*** Opening of Information shown ***
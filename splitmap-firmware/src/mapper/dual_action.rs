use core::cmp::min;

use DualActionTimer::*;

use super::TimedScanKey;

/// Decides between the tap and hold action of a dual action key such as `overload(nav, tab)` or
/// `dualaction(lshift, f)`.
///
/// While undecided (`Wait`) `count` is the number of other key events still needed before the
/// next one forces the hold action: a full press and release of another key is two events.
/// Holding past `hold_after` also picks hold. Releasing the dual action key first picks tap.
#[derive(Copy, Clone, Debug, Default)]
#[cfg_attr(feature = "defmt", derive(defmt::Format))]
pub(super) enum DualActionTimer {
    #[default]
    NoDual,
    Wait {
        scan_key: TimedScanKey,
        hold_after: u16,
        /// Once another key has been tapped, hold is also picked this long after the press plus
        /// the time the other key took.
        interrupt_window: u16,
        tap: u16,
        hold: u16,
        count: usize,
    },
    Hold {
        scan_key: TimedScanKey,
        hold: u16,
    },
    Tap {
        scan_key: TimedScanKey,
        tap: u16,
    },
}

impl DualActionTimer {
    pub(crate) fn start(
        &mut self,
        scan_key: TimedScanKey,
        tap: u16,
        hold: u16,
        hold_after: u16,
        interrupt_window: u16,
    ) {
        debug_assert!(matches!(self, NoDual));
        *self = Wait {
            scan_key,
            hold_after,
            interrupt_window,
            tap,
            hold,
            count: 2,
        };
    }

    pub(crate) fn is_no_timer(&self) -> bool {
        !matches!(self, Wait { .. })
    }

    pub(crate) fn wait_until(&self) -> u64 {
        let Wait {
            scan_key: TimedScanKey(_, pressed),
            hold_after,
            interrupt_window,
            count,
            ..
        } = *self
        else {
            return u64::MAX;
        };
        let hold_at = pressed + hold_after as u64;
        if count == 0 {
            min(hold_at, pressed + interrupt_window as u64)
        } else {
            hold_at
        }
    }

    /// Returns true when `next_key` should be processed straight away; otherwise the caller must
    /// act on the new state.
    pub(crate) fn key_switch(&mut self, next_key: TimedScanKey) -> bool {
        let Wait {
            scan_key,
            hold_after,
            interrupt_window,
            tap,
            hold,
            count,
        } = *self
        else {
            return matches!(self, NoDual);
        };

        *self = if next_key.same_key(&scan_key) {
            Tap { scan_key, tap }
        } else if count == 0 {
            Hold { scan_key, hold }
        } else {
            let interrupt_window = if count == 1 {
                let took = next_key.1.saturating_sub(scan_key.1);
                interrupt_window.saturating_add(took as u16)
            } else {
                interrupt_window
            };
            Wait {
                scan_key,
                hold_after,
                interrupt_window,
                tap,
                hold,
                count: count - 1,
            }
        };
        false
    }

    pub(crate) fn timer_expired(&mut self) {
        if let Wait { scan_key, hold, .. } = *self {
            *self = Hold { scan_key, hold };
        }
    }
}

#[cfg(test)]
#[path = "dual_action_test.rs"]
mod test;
*** Close of Information shown ***
*** Opening of Information shown ***
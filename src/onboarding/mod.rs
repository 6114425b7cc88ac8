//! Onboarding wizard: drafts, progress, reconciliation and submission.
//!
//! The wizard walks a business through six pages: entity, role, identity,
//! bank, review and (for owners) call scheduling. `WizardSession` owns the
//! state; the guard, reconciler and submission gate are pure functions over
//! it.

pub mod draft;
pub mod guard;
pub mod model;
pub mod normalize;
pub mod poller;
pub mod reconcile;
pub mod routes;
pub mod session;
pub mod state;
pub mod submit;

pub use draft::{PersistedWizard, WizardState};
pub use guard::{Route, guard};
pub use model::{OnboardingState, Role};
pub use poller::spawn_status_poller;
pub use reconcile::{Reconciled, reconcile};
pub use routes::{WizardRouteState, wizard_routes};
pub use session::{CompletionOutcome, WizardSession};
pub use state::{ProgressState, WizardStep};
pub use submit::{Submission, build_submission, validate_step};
*** Close of Information shown ***
*** Opening of Information shown ***
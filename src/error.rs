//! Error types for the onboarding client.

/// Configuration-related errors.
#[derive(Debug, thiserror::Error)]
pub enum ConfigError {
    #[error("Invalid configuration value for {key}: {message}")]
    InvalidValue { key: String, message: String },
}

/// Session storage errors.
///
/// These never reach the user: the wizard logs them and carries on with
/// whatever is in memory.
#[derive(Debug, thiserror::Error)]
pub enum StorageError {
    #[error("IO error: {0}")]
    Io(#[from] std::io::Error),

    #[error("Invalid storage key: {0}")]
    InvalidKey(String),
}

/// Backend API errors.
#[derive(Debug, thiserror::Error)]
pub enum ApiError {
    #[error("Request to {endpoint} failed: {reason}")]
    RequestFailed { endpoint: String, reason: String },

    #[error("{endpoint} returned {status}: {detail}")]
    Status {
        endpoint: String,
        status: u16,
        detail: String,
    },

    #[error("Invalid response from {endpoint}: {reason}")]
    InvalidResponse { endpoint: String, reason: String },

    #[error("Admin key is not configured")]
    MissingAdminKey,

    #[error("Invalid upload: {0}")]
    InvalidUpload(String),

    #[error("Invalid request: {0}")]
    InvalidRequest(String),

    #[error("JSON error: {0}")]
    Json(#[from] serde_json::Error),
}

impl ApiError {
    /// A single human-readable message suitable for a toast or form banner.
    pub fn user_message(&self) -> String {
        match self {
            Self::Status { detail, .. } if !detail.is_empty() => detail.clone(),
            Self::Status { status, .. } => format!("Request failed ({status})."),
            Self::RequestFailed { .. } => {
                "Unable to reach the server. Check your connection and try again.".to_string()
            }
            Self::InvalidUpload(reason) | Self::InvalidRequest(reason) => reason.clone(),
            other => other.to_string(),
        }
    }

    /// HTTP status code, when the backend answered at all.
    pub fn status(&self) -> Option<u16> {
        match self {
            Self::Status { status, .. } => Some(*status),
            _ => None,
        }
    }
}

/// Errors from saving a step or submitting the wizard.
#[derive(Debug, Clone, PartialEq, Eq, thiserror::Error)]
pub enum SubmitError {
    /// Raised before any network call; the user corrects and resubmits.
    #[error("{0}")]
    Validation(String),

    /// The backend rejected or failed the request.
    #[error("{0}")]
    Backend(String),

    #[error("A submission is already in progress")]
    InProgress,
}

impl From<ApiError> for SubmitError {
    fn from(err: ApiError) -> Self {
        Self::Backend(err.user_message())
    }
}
*** Close of Information shown ***
§ What is expected
Spot the lines above that mention "bool" and copy them.

§ Exercise response
    pub(crate) fn is_no_timer(&self) -> bool {
    pub(crate) fn key_switch(&mut self, next_key: TimedScanKey) -> bool {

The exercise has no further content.